Dataset entries:
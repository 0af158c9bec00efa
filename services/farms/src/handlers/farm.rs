use axum::{
    Json,
    extract::{Path, State, rejection::JsonRejection},
    http::StatusCode,
};
use serde::{Deserialize, Serialize};

use jaothui_auth_types::identity::IdentityHeaders;
use jaothui_domain::farm::{AccessLevel, FarmRole};

use crate::domain::types::{Farm, FarmContext, FarmContextParams, FarmPatch};
use crate::error::FarmsServiceError;
use crate::handlers::{json_body, parse_id, resolve_context};
use crate::state::AppState;
use crate::usecase::farm::{
    CreateFarmInput, CreateFarmUseCase, EnsureFarmUseCase, UpdateFarmUseCase,
};

// ── Response types ───────────────────────────────────────────────────────────

#[derive(Serialize)]
pub struct FarmResponse {
    pub id: String,
    pub name: String,
    pub owner_id: String,
    pub province: String,
    pub description: Option<String>,
    #[serde(serialize_with = "jaothui_core::serde::to_rfc3339_ms")]
    pub created_at: chrono::DateTime<chrono::Utc>,
    #[serde(serialize_with = "jaothui_core::serde::to_rfc3339_ms")]
    pub updated_at: chrono::DateTime<chrono::Utc>,
}

impl From<Farm> for FarmResponse {
    fn from(farm: Farm) -> Self {
        Self {
            id: farm.id.to_string(),
            name: farm.name,
            owner_id: farm.owner_id,
            province: farm.province,
            description: farm.description,
            created_at: farm.created_at,
            updated_at: farm.updated_at,
        }
    }
}

#[derive(Serialize)]
pub struct FarmContextResponse {
    pub farm: FarmResponse,
    pub role: FarmRole,
    pub access_level: AccessLevel,
}

impl From<FarmContext> for FarmContextResponse {
    fn from(context: FarmContext) -> Self {
        Self {
            farm: context.farm.into(),
            role: context.role,
            access_level: context.access_level,
        }
    }
}

// ── GET /farms ───────────────────────────────────────────────────────────────

pub async fn list_farms(
    identity: IdentityHeaders,
    State(state): State<AppState>,
) -> Result<Json<Vec<FarmContextResponse>>, FarmsServiceError> {
    let contexts = state
        .resolver()
        .resolve_all(identity.user_id.as_str())
        .await?;
    Ok(Json(contexts.into_iter().map(Into::into).collect()))
}

// ── POST /farms ──────────────────────────────────────────────────────────────

#[derive(Deserialize)]
pub struct CreateFarmRequest {
    pub name: String,
    pub province: Option<String>,
    pub description: Option<String>,
}

pub async fn create_farm(
    identity: IdentityHeaders,
    State(state): State<AppState>,
    body: Result<Json<CreateFarmRequest>, JsonRejection>,
) -> Result<(StatusCode, Json<FarmContextResponse>), FarmsServiceError> {
    let body = json_body(body)?;
    let usecase = CreateFarmUseCase {
        access: state.farm_access_repo(),
        users: state.user_repo(),
        farms: state.farm_repo(),
    };
    let context = usecase
        .execute(
            &identity.user_id,
            CreateFarmInput {
                name: body.name,
                province: body.province,
                description: body.description,
            },
        )
        .await?;
    Ok((StatusCode::CREATED, Json(context.into())))
}

// ── GET /farms/@me ───────────────────────────────────────────────────────────

pub async fn get_my_farm(
    identity: IdentityHeaders,
    State(state): State<AppState>,
) -> Result<Json<FarmContextResponse>, FarmsServiceError> {
    let context = resolve_context(&state, &identity, FarmContextParams::default()).await?;
    Ok(Json(context.into()))
}

// ── POST /farms/@me ──────────────────────────────────────────────────────────

pub async fn ensure_farm(
    identity: IdentityHeaders,
    State(state): State<AppState>,
) -> Result<(StatusCode, Json<FarmContextResponse>), FarmsServiceError> {
    let usecase = EnsureFarmUseCase {
        resolver: state.resolver(),
        users: state.user_repo(),
        farms: state.farm_repo(),
    };
    let output = usecase.execute(&identity.user_id).await?;
    let status = if output.created {
        StatusCode::CREATED
    } else {
        StatusCode::OK
    };
    Ok((status, Json(output.context.into())))
}

// ── PATCH /farms/@me ─────────────────────────────────────────────────────────

#[derive(Deserialize)]
pub struct UpdateFarmRequest {
    pub name: Option<String>,
    pub province: Option<String>,
    #[serde(default, deserialize_with = "jaothui_core::serde::double_option")]
    pub description: Option<Option<String>>,
}

pub async fn update_my_farm(
    identity: IdentityHeaders,
    State(state): State<AppState>,
    body: Result<Json<UpdateFarmRequest>, JsonRejection>,
) -> Result<Json<FarmResponse>, FarmsServiceError> {
    let body = json_body(body)?;
    let context = resolve_context(&state, &identity, FarmContextParams::default()).await?;
    let usecase = UpdateFarmUseCase {
        farms: state.farm_repo(),
    };
    let farm = usecase
        .execute(
            &context,
            FarmPatch {
                name: body.name,
                province: body.province,
                description: body.description,
            },
        )
        .await?;
    Ok(Json(farm.into()))
}

// ── GET /farms/{farm_id} ─────────────────────────────────────────────────────

pub async fn get_farm(
    identity: IdentityHeaders,
    State(state): State<AppState>,
    Path(farm_id): Path<String>,
) -> Result<Json<FarmContextResponse>, FarmsServiceError> {
    let farm_id = parse_id(&farm_id, "farm_id must be a UUID")?;
    let context = resolve_context(&state, &identity, FarmContextParams::for_farm(farm_id)).await?;
    Ok(Json(context.into()))
}

// ── GET /farms/{farm_id}/access ──────────────────────────────────────────────

#[derive(Serialize)]
pub struct FarmAccessResponse {
    pub has_access: bool,
}

pub async fn check_farm_access(
    identity: IdentityHeaders,
    State(state): State<AppState>,
    Path(farm_id): Path<String>,
) -> Result<Json<FarmAccessResponse>, FarmsServiceError> {
    let farm_id = parse_id(&farm_id, "farm_id must be a UUID")?;
    let has_access = state
        .resolver()
        .check_access(
            identity.user_id.as_str(),
            FarmContextParams::for_farm(farm_id),
        )
        .await?;
    Ok(Json(FarmAccessResponse { has_access }))
}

- Task: In full and verbatim, repeat the records given above.

- Answer space:
repository 0af158c9bec00efa
filename services/farms/src/handlers/farm.rs
use axum::{
    Json,
    extract::{Path, State, rejection::JsonRejection},
    http::StatusCode,
};
use serde::{Deserialize, Serialize};

use jaothui_auth_types::identity::IdentityHeaders;
use jaothui_domain::farm::{AccessLevel, FarmRole};

use crate::domain::types::{Farm, FarmContext, FarmContextParams, FarmPatch};
use crate::error::FarmsServiceError;
use crate::handlers::{json_body, parse_id, resolve_context};
use crate::state::AppState;
use crate::usecase::farm::{
    CreateFarmInput, CreateFarmUseCase, EnsureFarmUseCase, UpdateFarmUseCase,
};

// ── Response types ───────────────────────────────────────────────────────────

#[derive(Serialize)]
pub struct FarmResponse {
    pub id: String,
    pub name: String,
    pub owner_id: String,
    pub province: String,
    pub description: Option<String>,
    #[serde(serialize_with = "jaothui_core::serde::to_rfc3339_ms")]
    pub created_at: chrono::DateTime<chrono::Utc>,
    #[serde(serialize_with = "jaothui_core::serde::to_rfc3339_ms")]
    pub updated_at: chrono::DateTime<chrono::Utc>,
}

impl From<Farm> for FarmResponse {
    fn from(farm: Farm) -> Self {
        Self {
            id: farm.id.to_string(),
            name: farm.name,
            owner_id: farm.owner_id,
            province: farm.province,
            description: farm.description,
            created_at: farm.created_at,
            updated_at: farm.updated_at,
        }
    }
}

#[derive(Serialize)]
pub struct FarmContextResponse {
    pub farm: FarmResponse,
    pub role: FarmRole,
    pub access_level: AccessLevel,
}

impl From<FarmContext> for FarmContextResponse {
    fn from(context: FarmContext) -> Self {
        Self {
            farm: context.farm.into(),
            role: context.role,
            access_level: context.access_level,
        }
    }
}

// ── GET /farms ───────────────────────────────────────────────────────────────

pub async fn list_farms(
    identity: IdentityHeaders,
    State(state): State<AppState>,
) -> Result<Json<Vec<FarmContextResponse>>, FarmsServiceError> {
    let contexts = state
        .resolver()
        .resolve_all(identity.user_id.as_str())
        .await?;
    Ok(Json(contexts.into_iter().map(Into::into).collect()))
}

// ── POST /farms ──────────────────────────────────────────────────────────────

#[derive(Deserialize)]
pub struct CreateFarmRequest {
    pub name: String,
    pub province: Option<String>,
    pub description: Option<String>,
}

pub async fn create_farm(
    identity: IdentityHeaders,
    State(state): State<AppState>,
    body: Result<Json<CreateFarmRequest>, JsonRejection>,
) -> Result<(StatusCode, Json<FarmContextResponse>), FarmsServiceError> {
    let body = json_body(body)?;
    let usecase = CreateFarmUseCase {
        access: state.farm_access_repo(),
        users: state.user_repo(),
        farms: state.farm_repo(),
    };
    let context = usecase
        .execute(
            &identity.user_id,
            CreateFarmInput {
                name: body.name,
                province: body.province,
                description: body.description,
            },
        )
        .await?;
    Ok((StatusCode::CREATED, Json(context.into())))
}

// ── GET /farms/@me ───────────────────────────────────────────────────────────

pub async fn get_my_farm(
    identity: IdentityHeaders,
    State(state): State<AppState>,
) -> Result<Json<FarmContextResponse>, FarmsServiceError> {
    let context = resolve_context(&state, &identity, FarmContextParams::default()).await?;
    Ok(Json(context.into()))
}

// ── POST /farms/@me ──────────────────────────────────────────────────────────

pub async fn ensure_farm(
    identity: IdentityHeaders,
    State(state): State<AppState>,
) -> Result<(StatusCode, Json<FarmContextResponse>), FarmsServiceError> {
    let usecase = EnsureFarmUseCase {
        resolver: state.resolver(),
        users: state.user_repo(),
        farms: state.farm_repo(),
    };
    let output = usecase.execute(&identity.user_id).await?;
    let status = if output.created {
        StatusCode::CREATED
    } else {
        StatusCode::OK
    };
    Ok((status, Json(output.context.into())))
}

// ── PATCH /farms/@me ─────────────────────────────────────────────────────────

#[derive(Deserialize)]
pub struct UpdateFarmRequest {
    pub name: Option<String>,
    pub province: Option<String>,
    #[serde(default, deserialize_with = "jaothui_core::serde::double_option")]
    pub description: Option<Option<String>>,
}

pub async fn update_my_farm(
    identity: IdentityHeaders,
    State(state): State<AppState>,
    body: Result<Json<UpdateFarmRequest>, JsonRejection>,
) -> Result<Json<FarmResponse>, FarmsServiceError> {
    let body = json_body(body)?;
    let context = resolve_context(&state, &identity, FarmContextParams::default()).await?;
    let usecase = UpdateFarmUseCase {
        farms: state.farm_repo(),
    };
    let farm = usecase
        .execute(
            &context,
            FarmPatch {
                name: body.name,
                province: body.province,
                description: body.description,
            },
        )
        .await?;
    Ok(Json(farm.into()))
}

// ── GET /farms/{farm_id} ─────────────────────────────────────────────────────

pub async fn get_farm(
    identity: IdentityHeaders,
    State(state): State<AppState>,
    Path(farm_id): Path<String>,
) -> Result<Json<FarmContextResponse>, FarmsServiceError> {
    let farm_id = parse_id(&farm_id, "farm_id must be a UUID")?;
    let context = resolve_context(&state, &identity, FarmContextParams::for_farm(farm_id)).await?;
    Ok(Json(context.into()))
}

// ── GET /farms/{farm_id}/access ──────────────────────────────────────────────

#[derive(Serialize)]
pub struct FarmAccessResponse {
    pub has_access: bool,
}

pub async fn check_farm_access(
    identity: IdentityHeaders,
    State(state): State<AppState>,
    Path(farm_id): Path<String>,
) -> Result<Json<FarmAccessResponse>, FarmsServiceError> {
    let farm_id = parse_id(&farm_id, "farm_id must be a UUID")?;
    let has_access = state
        .resolver()
        .check_access(
            identity.user_id.as_str(),
            FarmContextParams::for_farm(farm_id),
        )
        .await?;
    Ok(Json(FarmAccessResponse { has_access }))
}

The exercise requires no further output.